Last week from a sofa in a hospital room, after having delivered our second baby boy, I woke up at 1 a.m. Adrenaline or jetlag like false sense of sleep saturation had me reaching for my phone in the pitch black of the room. Across the coffee table, a good friend who had volunteered for night duty was resting. The baby was in the nursery. I went on Facebook.

 

The news feed of many of American friends, at home and abroad, was filled with the news of the bombing at the finish line of the Boston marathon. I couldn’t believe my eyes at the photos and had to turn off the phone to stem off the hormonal induced shock at the images, facts, and sounds.

 

As the facts unfolded – 3 dead, many more wounded – a puzzled reaction swept the part of the world I live in, the Middle East.

 

What about people in Syria, Afghanistan, Iraq, was the question circulating on Twitter, Facebook, and the blogosphere. Where is the empathy, shock, horror, concern for them?

 

A former student and now friend posted “I’m sorry to hear about Boston, sorry for all the casualties. Pray for Syria, it deserves far more sympathy. Pray for Syria twice as much!”.

 

Having studied Arabic in Damascus a few years ago, I have been watching the escalating tensions there with dread and anger at a “leader” who would treat his people as pawns.

 

But the assertion of my student made me uncomfortable.

 

Can we weigh on a scale those who are more deserving of empathy? Is it judged by the number of causalities?

 

Or, as mainstream American media seems to suggest, do we rate based on a scale of how the tragedies happen? Are civilians in peace time, running a marathon or going to work, more deserving than those who are living in a country entrenched in civil war?

 

I don’t know. I do know from my hospital bed, recovering from having a baby, that most frail and dependent of creatures, the symbol of all that is possible of humanity, I resisted the notion that my loyalties predict my sympathies and said as much to my friend on his wall:

 

“I understand what you are trying to say but let’s remember our hearts can juggle compassion for all. Clearly the media, government and politics cannot. I stand with Syrians as the land where I learned Arabic and hope that governments will stop turning blind eyes. Sympathy is not a competition. The more we learn that, the more we can come together as one. (not intending to lecture, your post did strike a chord with me as a new mother X2 from this past Sunday). I want my children to live in a compassionate world, better than the bi-partisan one I inherited. Now we pray for Iran, regardless of how we feel about nukes/presidents/etc.”

 

We had a great discussion (yes on Facebook wall posts as he was abroad).

 

Later in the week the question came again on Twitter: “Boston boston.
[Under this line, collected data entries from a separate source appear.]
mod common;
use common::{fixtures::*, repository::*};
use deck_snapshot::core::{
    error::{ErrorKind, Result},
    service::backup_message,
    SessionMap, SnapshotConfig, SnapshotOutcome, SnapshotService,
};
use std::sync::Arc;

fn service() -> SnapshotService {
    SnapshotService::new(SnapshotConfig::default())
}

#[cfg(test)]
mod service_tests {
    use super::*;

    #[test]
    fn test_restore_with_backup_keeps_pending_work() -> Result<()> {
        let (project, repo) = create_initialized_deck()?;
        let v1 = snapshot_with_title(&repo, "v1")?;
        snapshot_with_title(&repo, "v2")?;
        write_slide(&project.path, 2, "unsaved work")?;

        let service = service();
        let outcome = service.restore_snapshot(&project.path, &v1, true)?;
        assert_eq!(head_commit(&project.path), v1);
        assert_eq!(
            outcome.manifest.and_then(|m| m.name).as_deref(),
            Some("Quarterly Review")
        );

        let backup = outcome.backup.expect("pending work should be backed up");
        assert!(backup.description.starts_with(&backup_message(&v1)));
        let content = service.snapshot_content(&project.path, &backup.hash)?;
        assert!(content.files["slides/slide_2.json"]
            .content
            .contains("unsaved work"));
        Ok(())
    }

    #[test]
    fn test_restore_of_clean_tree_needs_no_backup() -> Result<()> {
        let (project, repo) = create_initialized_deck()?;
        let v1 = snapshot_with_title(&repo, "v1")?;
        snapshot_with_title(&repo, "v2")?;

        let outcome = service().restore_snapshot(&project.path, &v1, true)?;
        assert!(outcome.backup.is_none());
        assert!(outcome.report.restored);
        Ok(())
    }

    #[test]
    fn test_restore_of_unknown_commit_takes_no_backup() -> Result<()> {
        let (project, _repo) = create_initialized_deck()?;
        write_slide(&project.path, 2, "unsaved work")?;
        let count = commit_count(&project.path);

        let err = service()
            .restore_snapshot(&project.path, "feedface", true)
            .unwrap_err();
        assert_eq!(err.kind(), ErrorKind::CommitNotFound);
        assert_eq!(commit_count(&project.path), count);
        Ok(())
    }

    #[test]
    fn test_exit_view_reloads_manifest() -> Result<()> {
        let (project, repo) = create_initialized_deck()?;
        write_manifest(&project.path, "Renamed Deck")?;
        repo.create_snapshot("rename", None)?;
        let first = git_output(&project.path, &["rev-list", "--max-parents=0", "HEAD"]);

        let service = service();
        service.enter_view(&project.path, &first)?;
        assert!(read_file(&project.path, "project.yaml")?.contains("Quarterly Review"));

        let outcome = service.exit_view(&project.path)?;
        assert_eq!(
            outcome.manifest.and_then(|m| m.name).as_deref(),
            Some("Renamed Deck")
        );
        Ok(())
    }

    #[test]
    fn test_one_handle_per_project_directory() -> Result<()> {
        let (project, _repo) = create_initialized_deck()?;
        let service = service();
        let first = service.repo(&project.path)?;
        let second = service.repo(&project.path.join("slides").join(".."))?;
        assert!(Arc::ptr_eq(&first, &second));
        Ok(())
    }

    #[test]
    fn test_operations_by_session_id() -> Result<()> {
        let (project, _repo) = create_initialized_deck()?;
        let sessions = Arc::new(SessionMap::new());
        sessions.insert("session-1", project.path.clone());
        let service = service().with_sessions(sessions);

        let dir = service.session_dir("session-1")?;
        write_slide(&dir, 1, "from session")?;
        let outcome = service.create_snapshot(&dir, "session edit", Some("bob"))?;
        assert!(matches!(outcome, SnapshotOutcome::Created(_)));
        assert!(!service.has_changes(&dir)?);

        let err = service.session_dir("session-2").unwrap_err();
        assert_eq!(err.kind(), ErrorKind::SessionNotFound);
        Ok(())
    }

    #[test]
    fn test_history_uses_configured_limit() -> Result<()> {
        let (project, repo) = create_initialized_deck()?;
        for title in ["a", "b", "c"] {
            snapshot_with_title(&repo, title)?;
        }
        let service = SnapshotService::new(SnapshotConfig {
            history_limit: 2,
            ..SnapshotConfig::default()
        });
        assert_eq!(service.list_snapshots(&project.path, None)?.len(), 2);
        assert_eq!(service.list_snapshots(&project.path, Some(10))?.len(), 4);
        Ok(())
    }

    #[test]
    fn test_cleanup_resets_working_copy() -> Result<()> {
        let (project, repo) = create_initialized_deck()?;
        let committed = read_file(&project.path, "slides/slide_1.json")?;
        write_slide(&project.path, 1, "dirty")?;
        write_file(&project.path, "notes.txt", "scratch")?;

        let report = service().cleanup(&project.path)?;
        assert!(report.was_repo);
        assert!(!report.left_view);
        assert_eq!(read_file(&project.path, "slides/slide_1.json")?, committed);
        assert!(!project.path.join("notes.txt").exists());
        assert!(project.path.join("template.pptx").exists());
        assert!(git_output(&project.path, &["config", "--local", "core.fileMode"]).is_empty());
        assert!(repo.is_initialized());
        Ok(())
    }

    #[test]
    fn test_cleanup_leaves_active_view() -> Result<()> {
        let (project, repo) = create_initialized_deck()?;
        let v1 = snapshot_with_title(&repo, "v1")?;
        let head = snapshot_with_title(&repo, "v2")?;
        repo.enter_view(&v1)?;

        let report = service().cleanup(&project.path)?;
        assert!(report.was_repo);
        assert!(report.left_view);
        assert_eq!(head_commit(&project.path), head);
        assert!(!repo.view_status()?.record_present);
        Ok(())
    }

    #[test]
    fn test_cleanup_without_repository() -> Result<()> {
        let project = setup_empty_project()?;
        let report = service().cleanup(&project.path)?;
        assert!(!report.was_repo);
        Ok(())
    }
}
Pls send your view: rape in Delhi why again and again?”

 

The commenter was talking about the rape of a 5 year old girl whose body had been dumped in a dumpster and found with foreign objects, including a candle, inside. I had read of the case with horror and posted about it on social media as well. As an Indian woman, mother, wife, and daughter, I was ashamed, distraught, and troubled by not only this incident but all of them since the watershed December case with a pharmacy student on a bus. Indian media commentators were asking: why did we care so much about her? What about the 5, 6, 10 year olds (and the ones we never know about about)? Don’t we care about them?

 

All of which brings me back to the same question: how much room do we have in our hearts? Can we only care for those who know immediately? Or is there some larger, universal ability to feel compassion that comes with our “advanced” technologies in the era of 24 hour media?

 

I do know when I saw the photo of the 19 year old, Dzhokhar Tsarnaev, the remaining bomb plotter, my heart clenched. Somewhere, something went horribly wrong for this younger brother. I couldn’t help but think of my own boys, presently 2.5 and 1 week old. What would they grow up to do? Would the older one mislead the younger? And could the younger use this as his excuse for wrecking havoc?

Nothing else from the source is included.